GM WATCH COMMENT: Monsanto's home town rag provides Monsanto's former vice president for international development partnerships with a sympathetic profile as a man bestriding the trinity of scientist, businessman and humanitarian.
According to Rob Horsch, people here [ie at Monsanto, where he was being interviewed] "will be more helpful to me than I will be to them." Yet, interestingly, Horsch didn't even make the effort to be interviewed away from his former employer's offices.
And while his future employment with the Gates Foundation is presented as a less restricted extension of his "rewarding" "humanitarian" role at Monsanto, the latter always had a decidedly self-interested purpose. In an earlier interview Horsch described his role in the company as twofold: to "create goodwill and help open future markets" for Monsanto.
http://www.lobbywatch.org/archive2.asp?arcid=3632
Both aspects of his role are perfectly illustrated by the most famous project Horsch initiated for Monsanto - the GM sweet potato project fronted by Florence Wambugu. That project was a huge success in terms of public relations - generating an enormous amount of media hype - while also helping open doors to GM in Africa.
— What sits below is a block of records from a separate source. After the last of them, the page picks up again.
//! Property tests for the scheduler's core invariants

mod common;

use std::collections::BTreeMap;

use common::{Op, ScriptedHost};
use proptest::prelude::*;
use serde_json::json;
use troupe::runtime::Project;
use troupe::runtime::actor::ActorId;
use troupe::runtime::instance::InstanceStore;
use troupe::runtime::script::BodyId;

const COUNT: BodyId = BodyId(0);

fn counter_project() -> Project {
    let host = ScriptedHost::new().body(COUNT, vec![Op::IncrAttr("count")]);
    let mut project = Project::with_defaults(Box::new(host));
    project
        .register_actor(troupe::runtime::actor::Actor::new("Counter").on_broadcast("ping", COUNT))
        .unwrap();
    project
        .create_instance("Counter", [("count".to_string(), json!(0))])
        .unwrap();
    project
}

proptest! {
    /// Work enqueued before a tick runs during it; work enqueued during
    /// or after a tick never runs before the next one.
    #[test]
    fn admission_delay_holds_for_any_broadcast_schedule(
        rounds in proptest::collection::vec(0u64..4, 1..8),
    ) {
        let mut project = counter_project();
        let counter = project.instances_of("Counter").unwrap()[0];
        let mut total: u64 = 0;

        for &n in &rounds {
            for _ in 0..n {
                project.broadcast("ping");
            }
            // Broadcasting alone never runs anything.
            prop_assert_eq!(
                project.attribute(counter, "count").unwrap(),
                json!(total)
            );

            project.tick();
            total += n;
            prop_assert_eq!(
                project.attribute(counter, "count").unwrap(),
                json!(total)
            );
        }
    }

    /// Instance ids are strictly increasing and never reassigned, no
    /// matter how creations and removals interleave.
    #[test]
    fn instance_ids_stay_monotonic_under_churn(
        ops in proptest::collection::vec(any::<(bool, u8)>(), 1..32),
    ) {
        let mut store = InstanceStore::new();
        let actor = ActorId(0);
        let mut created = Vec::new();
        let mut high_water = None;

        for (create, pick) in ops {
            if create || created.is_empty() {
                let id = store.create(actor, BTreeMap::new(), None);
                prop_assert!(high_water.is_none_or(|top| id > top));
                high_water = Some(id);
                created.push(id);
            } else {
                let victim = created[pick as usize % created.len()];
                let was_live = store.remove(victim);
                // Second removal is a no-op either way.
                prop_assert!(!store.remove(victim));
                prop_assert!(!store.contains(victim));
                let _ = was_live;
            }
        }
    }

    /// However many clones a tick produces, every live thread's instance
    /// is live too once the tick has finished.
    #[test]
    fn removal_leaves_no_threads_behind(extra_ticks in 0u8..4) {
        let host = ScriptedHost::new().body(COUNT, vec![Op::WaitTicks(10)]);
        let mut project = Project::with_defaults(Box::new(host));
        project
            .register_actor(
                troupe::runtime::actor::Actor::new("Sleeper").on_broadcast("nap", COUNT),
            )
            .unwrap();
        let sleeper = project.create_instance("Sleeper", std::iter::empty()).unwrap();

        project.broadcast("nap");
        project.tick();
        prop_assert_eq!(project.group_count(), 1);

        project.remove_instance(sleeper);
        project.tick();
        prop_assert_eq!(project.group_count(), 0);

        for _ in 0..extra_ticks {
            project.tick();
            prop_assert_eq!(project.group_count(), 0);
        }
    }
}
http://www.gmwatch.org/profile1.asp?PrId=131
The only thing the project failed to do was get a useful product out to the farmers it was supposedly helping. (See 'Monsanto's showcase project in Africa fails', New Scientist)
http://www.lobbywatch.org/archive2.asp?arcid=2561
But the project remained a successful vehicle for poor-washing GM while driving forward the regulatory frameworks and the technical capacity that the biotech corporations require to build-up global markets for their GM crops.
The article below makes it clear that Rob Horsch at the Gates Foundation will be very much an extension of Horsch at Monsanto.
In his new role Horsch expects "to tap local institutions". "St. Louis will be a resource for me," he says. Monsanto too, we are told, "wants to work with (organizations) like the Gates Foundation and allow them to incorporate our tools". The Gates Foundation is already, we are told, tied into the Monsanto-initiated and backed Danforth Center, which sits cheek by jowl with the company.
All of which suggests that for Horsch and Monsanto, his new role is very much business as usual.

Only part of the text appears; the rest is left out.